The relatively low response rate of 49% among the controls also was reported in a QOL study by Litwin et al.12 However, because the questionnaires have been used in other studies including comparisons of patients with LPC and age-matched controls,8–10 we know that the level of reported symptoms in age-matched PC free men are of the same magnitude as in the current control population.
The lack of evaluation of sexual function and the correlation with QOL in the current study is important, because decreased sexual function (erectile dysfunction) after RT against LPC is still common. However, because the survival analyses of the randomized study still are unavailable (closed study), we could not present information on sexual function in a proper way without presenting the outcome and treatment of the progressed disease (i.e., hormones), which would affect the results of the sexual function in this study.
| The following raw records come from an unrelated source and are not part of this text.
//! Streaming AI generation.
//!
//! Generation services are opaque. All the editor needs from them is a
//! finite, non-restartable stream of [`GenerationEvent`]s: text deltas,
//! optional progress steps and a terminal `Done`. The accumulated text is
//! fed into the render coordinator on every delta.

use std::future::Future;

use n0_future::StreamExt;
use n0_future::boxed::BoxStream;
use resh_common::{GenerationError, ValidationError};
use web_time::Instant;

use crate::normalize::MarkupRenderer;
use crate::render::RenderCoordinator;
use crate::target::TranslationRequest;
use crate::view::ViewSink;

#[derive(Debug, Clone, PartialEq, Eq)]
pub enum GenerationEvent {
    /// Next piece of text, appended to what came before.
    Delta(String),
    /// Named pipeline step with overall completion in percent.
    Progress { step: String, percent: u8 },
    /// The generator has nothing more to send.
    Done,
}

pub type GenerationStream = BoxStream<Result<GenerationEvent, GenerationError>>;

/// What to generate.
#[derive(Debug, Clone, PartialEq, Eq)]
pub enum GenerationRequest {
    Titles { keyword: String },
    Content { title: String, keyword: String },
    Humanize { content: String },
    Translate(TranslationRequest),
}

impl GenerationRequest {
    pub fn validate(&self) -> Result<(), ValidationError> {
        fn required(value: &str, field: &'static str) -> Result<(), ValidationError> {
            if value.trim().is_empty() {
                return Err(ValidationError::MissingField(field));
            }
            Ok(())
        }

        match self {
            GenerationRequest::Titles { keyword } => required(keyword, "keyword"),
            GenerationRequest::Content { title, keyword } => {
                required(keyword, "keyword")?;
                required(title, "title")
            }
            GenerationRequest::Humanize { content } => required(content, "content"),
            GenerationRequest::Translate(request) => request.validate(),
        }
    }
}

/// A text generation service.
pub trait ContentGenerator {
    fn generate(
        &self,
        request: &GenerationRequest,
    ) -> impl Future<Output = Result<GenerationStream, GenerationError>> + Send;
}

impl<G: ContentGenerator + Sync> ContentGenerator for &G {
    fn generate(
        &self,
        request: &GenerationRequest,
    ) -> impl Future<Output = Result<GenerationStream, GenerationError>> + Send {
        (**self).generate(request)
    }
}

/// Validate `request`, then open a stream on `primary`. If opening fails
/// with a transport error, `fallback` is tried once.
///
/// Validation failures are returned as-is and reach neither generator.
pub async fn generate_with_fallback<P, F>(
    primary: &P,
    fallback: &F,
    request: &GenerationRequest,
) -> Result<GenerationStream, GenerationError>
where
    P: ContentGenerator,
    F: ContentGenerator,
{
    request.validate()?;
    match primary.generate(request).await {
        Ok(stream) => Ok(stream),
        Err(err) if err.allows_fallback() => {
            tracing::warn!(error = %err, "primary generator failed, using fallback");
            fallback.generate(request).await
        }
        Err(err) => Err(err),
    }
}

/// Folds deltas into the full text so far.
#[derive(Debug, Clone, Default)]
pub struct TextAccumulator {
    text: String,
    deltas: usize,
}

impl TextAccumulator {
    pub fn new() -> Self {
        Self::default()
    }

    /// Append `delta` and return the accumulated text.
    pub fn push(&mut self, delta: &str) -> &str {
        self.text.push_str(delta);
        self.deltas += 1;
        &self.text
    }

    pub fn text(&self) -> &str {
        &self.text
    }

    pub fn deltas(&self) -> usize {
        self.deltas
    }

    pub fn is_empty(&self) -> bool {
        self.text.is_empty()
    }

    pub fn into_string(self) -> String {
        self.text
    }
}

/// Something that accepts accumulated generation output.
pub trait StreamTarget {
    fn receive(&mut self, text: &str, now: Instant);

    fn progress(&mut self, _step: &str, _percent: u8) {}
}

impl<T: StreamTarget + ?Sized> StreamTarget for &mut T {
    fn receive(&mut self, text: &str, now: Instant) {
        (**self).receive(text, now)
    }

    fn progress(&mut self, step: &str, percent: u8) {
        (**self).progress(step, percent)
    }
}

impl<V: ViewSink, R: MarkupRenderer> StreamTarget for RenderCoordinator<V, R> {
    fn receive(&mut self, text: &str, now: Instant) {
        self.deliver(text, now);
    }
}

#[derive(Debug, Clone, PartialEq, Eq)]
pub struct StreamSummary {
    pub text: String,
    pub deltas: usize,
    /// Whether the generator sent `Done`. A stream that just ends is not an
    /// error, but callers may want to flag truncated output.
    pub finished: bool,
}

/// Drain `stream` into `target`, delivering the full accumulated text after
/// every delta.
///
/// The first error in the stream stops consumption and is returned
/// unchanged; text delivered before it stays in the target.
pub async fn drive_stream<S, T, C>(
    mut stream: S,
    target: &mut T,
    mut clock: C,
) -> Result<StreamSummary, GenerationError>
where
    S: n0_future::Stream<Item = Result<GenerationEvent, GenerationError>> + Unpin,
    T: StreamTarget + ?Sized,
    C: FnMut() -> Instant,
{
    let mut text = TextAccumulator::new();
    let mut finished = false;

    while let Some(event) = stream.next().await {
        match event {
            Ok(GenerationEvent::Delta(delta)) => {
                let now = clock();
                target.receive(text.push(&delta), now);
            }
            Ok(GenerationEvent::Progress { step, percent }) => {
                tracing::debug!(%step, percent, "generation progress");
                target.progress(&step, percent.min(100));
            }
            Ok(GenerationEvent::Done) => {
                finished = true;
                break;
            }
            Err(err) => {
                if err.is_validation() {
                    tracing::error!(error = %err, "generation rejected");
                } else {
                    tracing::warn!(error = %err, deltas = text.deltas(), "generation stream failed");
                }
                return Err(err);
            }
        }
    }

    Ok(StreamSummary {
        deltas: text.deltas(),
        text: text.into_string(),
        finished,
    })
}

/// Stream that yields `events` in order. Used for replaying recorded or
/// chunked output.
pub fn scripted(events: Vec<Result<GenerationEvent, GenerationError>>) -> GenerationStream {
    Box::pin(n0_future::stream::iter(events))
}

/// Split `text` into deltas of at most `chunk_chars` characters, followed by
/// `Done`.
pub fn chunked(text: &str, chunk_chars: usize) -> Vec<GenerationEvent> {
    let chunk_chars = chunk_chars.max(1);
    let chars: Vec<char> = text.chars().collect();
    let mut events: Vec<GenerationEvent> = chars
        .chunks(chunk_chars)
        .map(|chunk| GenerationEvent::Delta(chunk.iter().collect()))
        .collect();
    events.push(GenerationEvent::Done);
    events
}

#[cfg(test)]
mod tests {
    use std::sync::atomic::{AtomicUsize, Ordering};
    use std::time::Duration;

    use resh_common::RenderConfig;

    use super::*;
    use crate::target::{DocumentId, LanguageCode};
    use crate::view::MemoryView;

    struct Scripted {
        events: Vec<Result<GenerationEvent, GenerationError>>,
        fail_with: Option<GenerationError>,
        calls: AtomicUsize,
    }

    impl Scripted {
        fn ok(events: Vec<GenerationEvent>) -> Self {
            Self {
                events: events.into_iter().map(Ok).collect(),
                fail_with: None,
                calls: AtomicUsize::new(0),
            }
        }

        fn failing(err: GenerationError) -> Self {
            Self {
                events: Vec::new(),
                fail_with: Some(err),
                calls: AtomicUsize::new(0),
            }
        }
    }

    impl ContentGenerator for Scripted {
        async fn generate(
            &self,
            _request: &GenerationRequest,
        ) -> Result<GenerationStream, GenerationError> {
            self.calls.fetch_add(1, Ordering::SeqCst);
            match &self.fail_with {
                Some(err) => Err(err.clone()),
                None => Ok(scripted(self.events.clone())),
            }
        }
    }

    #[derive(Default)]
    struct Recorder {
        texts: Vec<String>,
        progress: Vec<(String, u8)>,
    }

    impl StreamTarget for Recorder {
        fn receive(&mut self, text: &str, _now: Instant) {
            self.texts.push(text.to_owned());
        }

        fn progress(&mut self, step: &str, percent: u8) {
            self.progress.push((step.to_owned(), percent));
        }
    }

    fn titles() -> GenerationRequest {
        GenerationRequest::Titles {
            keyword: "pantanal".into(),
        }
    }

    #[test]
    fn chunking_respects_char_boundaries() {
        let events = chunked("añob", 2);
        assert_eq!(
            events,
            vec![
                GenerationEvent::Delta("añ".into()),
                GenerationEvent::Delta("ob".into()),
                GenerationEvent::Done,
            ]
        );
        assert_eq!(chunked("", 3), vec![GenerationEvent::Done]);
    }

    #[tokio::test]
    async fn deltas_are_delivered_accumulated() {
        let mut target = Recorder::default();
        let stream = scripted(vec![
            Ok(GenerationEvent::Progress {
                step: "drafting".into(),
                percent: 10,
            }),
            Ok(GenerationEvent::Delta("Hel".into())),
            Ok(GenerationEvent::Delta("lo".into())),
            Ok(GenerationEvent::Done),
            Ok(GenerationEvent::Delta("ignored".into())),
        ]);

        let summary = drive_stream(stream, &mut target, Instant::now).await.unwrap();
        assert_eq!(target.texts, vec!["Hel", "Hello"]);
        assert_eq!(target.progress, vec![("drafting".to_owned(), 10)]);
        assert_eq!(summary.text, "Hello");
        assert_eq!(summary.deltas, 2);
        assert!(summary.finished);
    }

    #[tokio::test]
    async fn stream_errors_stop_consumption() {
        let mut target = Recorder::default();
        let stream = scripted(vec![
            Ok(GenerationEvent::Delta("partial".into())),
            Err(GenerationError::Transport("reset".into())),
            Ok(GenerationEvent::Delta(" more".into())),
        ]);
        let err = drive_stream(stream, &mut target, Instant::now)
            .await
            .unwrap_err();
        assert_eq!(err, GenerationError::Transport("reset".into()));
        assert_eq!(target.texts, vec!["partial"]);
    }

    #[tokio::test]
    async fn streaming_into_render_coordinator() {
        let t0 = Instant::now();
        let mut tick = 0;
        let clock = || {
            tick += 1;
            t0 + Duration::from_millis(tick * 40)
        };
        let mut render = RenderCoordinator::new(MemoryView::new(), RenderConfig::default());
        let stream = scripted(chunked("Hello world", 4).into_iter().map(Ok).collect());
        drive_stream(stream, &mut render, clock).await.unwrap();

        assert_eq!(render.buffer().raw_text, "Hello world");
        assert!(render.buffer().cursor_visible);
        let change = render.flush().unwrap();
        assert_eq!(change.markup, "<p>Hello world</p>");
    }

    #[tokio::test]
    async fn transport_failure_uses_fallback() {
        let primary = Scripted::failing(GenerationError::Transport("timeout".into()));
        let fallback = Scripted::ok(vec![GenerationEvent::Delta("ok".into())]);

        let stream = generate_with_fallback(&primary, &fallback, &titles())
            .await
            .unwrap();
        let mut target = Recorder::default();
        drive_stream(stream, &mut target, Instant::now).await.unwrap();
        assert_eq!(target.texts, vec!["ok"]);
        assert_eq!(fallback.calls.load(Ordering::SeqCst), 1);
    }

    #[tokio::test]
    async fn validation_failure_never_falls_back() {
        let primary = Scripted::ok(vec![]);
        let fallback = Scripted::ok(vec![]);
        let request = GenerationRequest::Translate(TranslationRequest {
            document: DocumentId::new("doc").unwrap(),
            language: LanguageCode::new("es").unwrap(),
            title: "Title".into(),
            content: "<p>Body</p>".into(),
            keyword: None,
        });

        let err = generate_with_fallback(&primary, &fallback, &request)
            .await
            .err()
            .unwrap();
        assert!(err.is_validation());
        assert_eq!(primary.calls.load(Ordering::SeqCst), 0);
        assert_eq!(fallback.calls.load(Ordering::SeqCst), 0);
    }

    #[tokio::test]
    async fn provider_validation_error_is_not_retried() {
        let primary = Scripted::failing(ValidationError::MissingField("keyword").into());
        let fallback = Scripted::ok(vec![]);
        let err = generate_with_fallback(&primary, &fallback, &titles())
            .await
            .err()
            .unwrap();
        assert_eq!(
            err,
            GenerationError::from(ValidationError::MissingField("keyword"))
        );
        assert_eq!(fallback.calls.load(Ordering::SeqCst), 0);
    }
}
The management of LPC is controversial. Besides DT, the treatment options include prostatectomy and RT (external and/or brachytherapy), but many patients will die from diseases other than LPC. The choice of optimal handling/treatment requires properly counseling the patients about the risks and advantages of each treatment option. The treatment-related morbidity must be minimized, especially when treatment is given to men with low-risk LPC that would not have troubled them for many years even without any treatment.1, 32–36 It may be easier to choose DT for a less healthy patient (e.g., with a history of myocardial infarction) than a healthy man with LPC considering the time to benefit from treatment as well as risk for complications. However, even with a longer life expectancy, an extended life span should be weighed against the risk of complications due to treatment so that the patients and physicians will be better able to make decisions about proceeding with active therapy or deferring treatment for LPC. One question that should be asked is: is it worthwhile to live the remaining years with RT-induced side effects when a patient seldom has any troublesome symptoms from the disease at the time of diagnosis?
The RT patients did not report any decreased QOL, except on social functioning, compared with both the DT patients and the control group using the QLQ-C30 formula. With the more PC treatment specific QUFW94 questionnaire, the RT patients compared with the DT patients and controls reported increased levels of many intestinal symptoms of minor magnitude and frequency. The marginal influence of symptoms on QOL could be because this group developed coping skills or because the magnitude of side effects was too low to influence the QOL. The current study demonstrated that the QLQ-C30 and the QUFW94 formula can be used to measure outcomes in older men with treated or untreated LPC, as well as men without PC.